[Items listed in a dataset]
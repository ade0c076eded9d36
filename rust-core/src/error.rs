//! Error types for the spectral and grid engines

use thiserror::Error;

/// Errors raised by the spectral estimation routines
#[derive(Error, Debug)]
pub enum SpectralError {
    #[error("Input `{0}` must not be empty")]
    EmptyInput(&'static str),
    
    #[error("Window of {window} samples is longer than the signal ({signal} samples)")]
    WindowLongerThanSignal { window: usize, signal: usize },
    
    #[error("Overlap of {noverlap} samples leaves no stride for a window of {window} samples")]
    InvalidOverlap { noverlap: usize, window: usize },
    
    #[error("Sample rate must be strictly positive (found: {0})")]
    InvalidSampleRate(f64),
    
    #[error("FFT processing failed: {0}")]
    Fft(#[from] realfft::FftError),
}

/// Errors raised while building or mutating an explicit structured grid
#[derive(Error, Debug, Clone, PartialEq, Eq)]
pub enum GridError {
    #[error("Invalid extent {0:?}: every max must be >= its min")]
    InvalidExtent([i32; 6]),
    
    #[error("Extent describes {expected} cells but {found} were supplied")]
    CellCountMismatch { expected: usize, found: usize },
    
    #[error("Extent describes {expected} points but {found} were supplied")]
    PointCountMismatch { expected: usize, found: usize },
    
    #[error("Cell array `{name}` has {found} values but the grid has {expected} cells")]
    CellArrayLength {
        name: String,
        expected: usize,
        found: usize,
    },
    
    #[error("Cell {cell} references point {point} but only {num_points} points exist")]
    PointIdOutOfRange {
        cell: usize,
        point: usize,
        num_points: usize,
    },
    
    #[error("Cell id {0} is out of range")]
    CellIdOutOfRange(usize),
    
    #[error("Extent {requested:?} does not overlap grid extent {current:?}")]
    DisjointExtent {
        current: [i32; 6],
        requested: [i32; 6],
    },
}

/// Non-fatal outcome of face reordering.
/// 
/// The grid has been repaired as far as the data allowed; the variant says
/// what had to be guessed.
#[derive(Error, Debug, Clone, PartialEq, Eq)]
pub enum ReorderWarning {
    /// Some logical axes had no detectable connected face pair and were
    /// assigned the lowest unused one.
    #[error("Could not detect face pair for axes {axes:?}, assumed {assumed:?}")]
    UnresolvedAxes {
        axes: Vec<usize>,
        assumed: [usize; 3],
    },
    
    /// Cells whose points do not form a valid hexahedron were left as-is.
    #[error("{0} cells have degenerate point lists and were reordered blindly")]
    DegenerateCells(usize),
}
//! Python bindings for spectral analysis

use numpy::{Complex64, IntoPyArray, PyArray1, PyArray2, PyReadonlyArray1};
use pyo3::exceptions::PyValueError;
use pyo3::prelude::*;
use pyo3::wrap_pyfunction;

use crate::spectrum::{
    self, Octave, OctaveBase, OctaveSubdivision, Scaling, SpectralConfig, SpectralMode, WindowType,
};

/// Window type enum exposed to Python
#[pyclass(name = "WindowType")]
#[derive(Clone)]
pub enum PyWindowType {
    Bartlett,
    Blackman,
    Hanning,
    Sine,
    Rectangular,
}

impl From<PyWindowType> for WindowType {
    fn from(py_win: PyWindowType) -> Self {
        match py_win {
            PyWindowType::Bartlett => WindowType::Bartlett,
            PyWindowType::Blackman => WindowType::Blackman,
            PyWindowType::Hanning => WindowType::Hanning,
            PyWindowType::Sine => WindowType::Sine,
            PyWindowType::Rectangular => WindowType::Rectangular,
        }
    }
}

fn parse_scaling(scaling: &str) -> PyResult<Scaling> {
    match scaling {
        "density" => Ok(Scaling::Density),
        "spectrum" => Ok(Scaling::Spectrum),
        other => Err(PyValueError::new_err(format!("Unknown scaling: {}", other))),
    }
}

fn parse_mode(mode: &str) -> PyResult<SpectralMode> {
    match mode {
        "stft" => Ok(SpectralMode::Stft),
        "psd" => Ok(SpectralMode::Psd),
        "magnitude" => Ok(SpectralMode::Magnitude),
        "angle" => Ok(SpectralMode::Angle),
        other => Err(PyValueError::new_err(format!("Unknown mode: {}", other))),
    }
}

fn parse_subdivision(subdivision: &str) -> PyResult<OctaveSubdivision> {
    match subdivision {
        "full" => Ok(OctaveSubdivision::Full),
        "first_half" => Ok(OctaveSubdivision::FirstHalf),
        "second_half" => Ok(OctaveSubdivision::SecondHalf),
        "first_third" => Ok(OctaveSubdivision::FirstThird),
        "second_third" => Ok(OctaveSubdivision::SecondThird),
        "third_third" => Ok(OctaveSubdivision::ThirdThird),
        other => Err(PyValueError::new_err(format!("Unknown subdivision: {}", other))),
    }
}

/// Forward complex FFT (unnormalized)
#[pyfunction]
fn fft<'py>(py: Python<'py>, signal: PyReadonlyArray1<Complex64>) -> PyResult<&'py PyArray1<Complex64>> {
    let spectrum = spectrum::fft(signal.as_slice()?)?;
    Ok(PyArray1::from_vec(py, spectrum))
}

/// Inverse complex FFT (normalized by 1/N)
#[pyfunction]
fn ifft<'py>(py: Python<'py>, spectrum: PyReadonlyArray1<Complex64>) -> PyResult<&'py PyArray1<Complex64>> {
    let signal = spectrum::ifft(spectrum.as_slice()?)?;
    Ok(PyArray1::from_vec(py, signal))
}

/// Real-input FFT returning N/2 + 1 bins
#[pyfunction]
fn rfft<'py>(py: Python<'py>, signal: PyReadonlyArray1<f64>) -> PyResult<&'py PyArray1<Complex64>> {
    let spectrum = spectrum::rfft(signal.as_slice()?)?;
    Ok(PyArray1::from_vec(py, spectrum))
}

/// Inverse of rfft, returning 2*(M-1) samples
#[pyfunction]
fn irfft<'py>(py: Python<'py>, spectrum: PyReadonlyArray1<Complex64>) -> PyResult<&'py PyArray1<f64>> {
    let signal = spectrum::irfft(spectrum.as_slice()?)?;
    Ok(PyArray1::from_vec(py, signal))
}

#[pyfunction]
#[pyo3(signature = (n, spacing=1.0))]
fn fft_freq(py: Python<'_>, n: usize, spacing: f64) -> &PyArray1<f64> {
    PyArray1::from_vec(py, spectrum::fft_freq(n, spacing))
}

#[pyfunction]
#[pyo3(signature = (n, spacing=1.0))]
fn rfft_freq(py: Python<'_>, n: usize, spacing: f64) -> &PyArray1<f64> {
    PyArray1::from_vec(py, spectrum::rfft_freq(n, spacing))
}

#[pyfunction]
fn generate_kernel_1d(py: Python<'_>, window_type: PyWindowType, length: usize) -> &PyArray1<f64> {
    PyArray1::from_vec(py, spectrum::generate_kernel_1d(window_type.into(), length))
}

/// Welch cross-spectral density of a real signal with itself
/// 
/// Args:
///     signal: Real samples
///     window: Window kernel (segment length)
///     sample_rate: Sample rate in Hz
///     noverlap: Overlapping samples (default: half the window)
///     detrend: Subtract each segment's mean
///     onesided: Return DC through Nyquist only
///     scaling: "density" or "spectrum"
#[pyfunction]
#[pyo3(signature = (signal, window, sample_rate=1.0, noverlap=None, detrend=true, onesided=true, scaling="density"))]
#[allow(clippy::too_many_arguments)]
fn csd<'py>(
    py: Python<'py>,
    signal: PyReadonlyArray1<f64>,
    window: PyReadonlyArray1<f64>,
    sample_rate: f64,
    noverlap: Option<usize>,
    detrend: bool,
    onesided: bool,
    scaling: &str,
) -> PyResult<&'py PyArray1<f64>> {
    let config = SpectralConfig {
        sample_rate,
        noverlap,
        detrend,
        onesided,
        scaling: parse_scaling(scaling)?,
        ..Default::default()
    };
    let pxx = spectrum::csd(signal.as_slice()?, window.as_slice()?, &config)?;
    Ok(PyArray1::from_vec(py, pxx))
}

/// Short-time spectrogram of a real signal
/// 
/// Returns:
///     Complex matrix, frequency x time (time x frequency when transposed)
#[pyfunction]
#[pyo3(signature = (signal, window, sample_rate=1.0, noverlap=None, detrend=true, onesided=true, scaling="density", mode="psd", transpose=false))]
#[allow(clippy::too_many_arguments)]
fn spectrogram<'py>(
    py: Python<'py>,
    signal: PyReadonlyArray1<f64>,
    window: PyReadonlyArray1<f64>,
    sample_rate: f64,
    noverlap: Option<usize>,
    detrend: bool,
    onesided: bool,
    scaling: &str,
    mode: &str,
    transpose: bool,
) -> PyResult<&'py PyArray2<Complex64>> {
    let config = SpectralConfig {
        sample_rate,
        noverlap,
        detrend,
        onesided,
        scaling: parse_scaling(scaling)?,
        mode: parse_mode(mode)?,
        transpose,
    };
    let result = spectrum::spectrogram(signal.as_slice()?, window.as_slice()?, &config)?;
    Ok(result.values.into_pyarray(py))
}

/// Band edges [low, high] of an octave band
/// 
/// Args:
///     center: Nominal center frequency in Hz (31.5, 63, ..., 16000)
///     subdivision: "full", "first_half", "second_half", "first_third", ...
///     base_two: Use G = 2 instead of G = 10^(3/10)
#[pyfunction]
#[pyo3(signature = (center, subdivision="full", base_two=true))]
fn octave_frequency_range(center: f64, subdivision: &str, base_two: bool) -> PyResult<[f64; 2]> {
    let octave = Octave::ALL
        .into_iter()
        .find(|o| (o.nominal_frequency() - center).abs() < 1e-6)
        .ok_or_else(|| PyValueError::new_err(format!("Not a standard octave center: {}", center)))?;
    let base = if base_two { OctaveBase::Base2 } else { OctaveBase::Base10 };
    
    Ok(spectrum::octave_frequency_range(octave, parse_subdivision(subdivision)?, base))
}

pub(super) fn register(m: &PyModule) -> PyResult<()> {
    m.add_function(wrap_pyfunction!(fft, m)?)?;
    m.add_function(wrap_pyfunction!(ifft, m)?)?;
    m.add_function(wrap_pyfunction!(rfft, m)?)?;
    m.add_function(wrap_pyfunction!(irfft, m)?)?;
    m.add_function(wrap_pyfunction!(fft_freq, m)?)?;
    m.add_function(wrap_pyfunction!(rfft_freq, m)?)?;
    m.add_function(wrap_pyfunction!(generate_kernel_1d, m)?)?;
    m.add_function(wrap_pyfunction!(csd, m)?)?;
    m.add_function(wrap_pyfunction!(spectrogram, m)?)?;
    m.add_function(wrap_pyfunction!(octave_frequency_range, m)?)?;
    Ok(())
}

*WHAT IS EXPECTED*: Copying begins at the line that holds "m.add_function(wrap_pyfunction!(rfft, m)?)?;" and ends at the last line of the data above, with both included and each line kept exactly.

*SOLVED EXERCISE*:
    m.add_function(wrap_pyfunction!(rfft, m)?)?;
    m.add_function(wrap_pyfunction!(irfft, m)?)?;
    m.add_function(wrap_pyfunction!(fft_freq, m)?)?;
    m.add_function(wrap_pyfunction!(rfft_freq, m)?)?;
    m.add_function(wrap_pyfunction!(generate_kernel_1d, m)?)?;
    m.add_function(wrap_pyfunction!(csd, m)?)?;
    m.add_function(wrap_pyfunction!(spectrogram, m)?)?;
    m.add_function(wrap_pyfunction!(octave_frequency_range, m)?)?;
    Ok(())
}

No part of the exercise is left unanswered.